Assignment → Pick the lines holding the string "shutdown" out of the records and copy them.

Input for this task →
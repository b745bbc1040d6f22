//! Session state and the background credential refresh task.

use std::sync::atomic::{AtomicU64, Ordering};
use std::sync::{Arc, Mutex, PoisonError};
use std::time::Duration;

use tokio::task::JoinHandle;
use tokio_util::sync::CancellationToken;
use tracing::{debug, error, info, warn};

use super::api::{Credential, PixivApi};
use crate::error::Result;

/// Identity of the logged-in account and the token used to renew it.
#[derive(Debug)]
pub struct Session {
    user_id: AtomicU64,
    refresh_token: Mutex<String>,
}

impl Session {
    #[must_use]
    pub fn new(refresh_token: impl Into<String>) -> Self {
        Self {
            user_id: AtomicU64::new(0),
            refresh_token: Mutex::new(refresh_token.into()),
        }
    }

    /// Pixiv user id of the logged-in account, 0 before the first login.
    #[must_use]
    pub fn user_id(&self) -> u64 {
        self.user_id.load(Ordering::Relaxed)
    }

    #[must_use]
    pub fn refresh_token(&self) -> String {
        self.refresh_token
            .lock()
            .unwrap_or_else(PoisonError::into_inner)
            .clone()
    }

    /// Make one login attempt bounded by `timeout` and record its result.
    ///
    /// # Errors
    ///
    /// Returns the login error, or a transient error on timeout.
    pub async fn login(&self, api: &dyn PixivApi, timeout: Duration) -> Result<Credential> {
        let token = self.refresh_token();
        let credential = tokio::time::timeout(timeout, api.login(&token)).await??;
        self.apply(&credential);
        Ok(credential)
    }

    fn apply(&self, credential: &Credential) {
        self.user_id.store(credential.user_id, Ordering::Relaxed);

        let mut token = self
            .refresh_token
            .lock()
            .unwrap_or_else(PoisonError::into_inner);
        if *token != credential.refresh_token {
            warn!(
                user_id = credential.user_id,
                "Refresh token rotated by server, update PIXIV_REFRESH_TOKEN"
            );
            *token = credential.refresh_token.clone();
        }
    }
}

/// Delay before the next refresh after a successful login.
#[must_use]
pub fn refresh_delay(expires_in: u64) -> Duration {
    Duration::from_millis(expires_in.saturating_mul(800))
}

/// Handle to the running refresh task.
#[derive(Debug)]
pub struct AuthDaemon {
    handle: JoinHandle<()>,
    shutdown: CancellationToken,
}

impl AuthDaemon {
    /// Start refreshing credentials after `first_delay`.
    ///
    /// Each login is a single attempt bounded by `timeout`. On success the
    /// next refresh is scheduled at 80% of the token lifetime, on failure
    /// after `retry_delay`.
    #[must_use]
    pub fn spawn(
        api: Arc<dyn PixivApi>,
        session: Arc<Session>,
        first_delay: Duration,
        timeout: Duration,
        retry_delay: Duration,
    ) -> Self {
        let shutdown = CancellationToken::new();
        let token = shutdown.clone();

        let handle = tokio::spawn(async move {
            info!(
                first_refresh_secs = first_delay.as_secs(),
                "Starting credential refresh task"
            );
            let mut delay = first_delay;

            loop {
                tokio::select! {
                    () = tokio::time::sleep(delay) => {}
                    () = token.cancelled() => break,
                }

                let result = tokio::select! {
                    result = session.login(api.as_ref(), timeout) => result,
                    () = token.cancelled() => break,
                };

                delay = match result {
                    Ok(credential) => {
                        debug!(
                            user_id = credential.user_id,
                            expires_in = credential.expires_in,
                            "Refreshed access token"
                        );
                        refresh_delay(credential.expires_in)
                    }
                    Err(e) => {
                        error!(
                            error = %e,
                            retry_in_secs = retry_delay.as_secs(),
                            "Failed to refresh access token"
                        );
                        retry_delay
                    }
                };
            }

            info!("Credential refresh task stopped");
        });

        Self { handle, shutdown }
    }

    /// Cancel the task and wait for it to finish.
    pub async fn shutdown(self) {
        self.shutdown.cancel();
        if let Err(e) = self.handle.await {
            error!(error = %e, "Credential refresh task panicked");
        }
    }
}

Response to this task →
    shutdown: CancellationToken,
        let shutdown = CancellationToken::new();
        let token = shutdown.clone();
        Self { handle, shutdown }
    pub async fn shutdown(self) {
        self.shutdown.cancel();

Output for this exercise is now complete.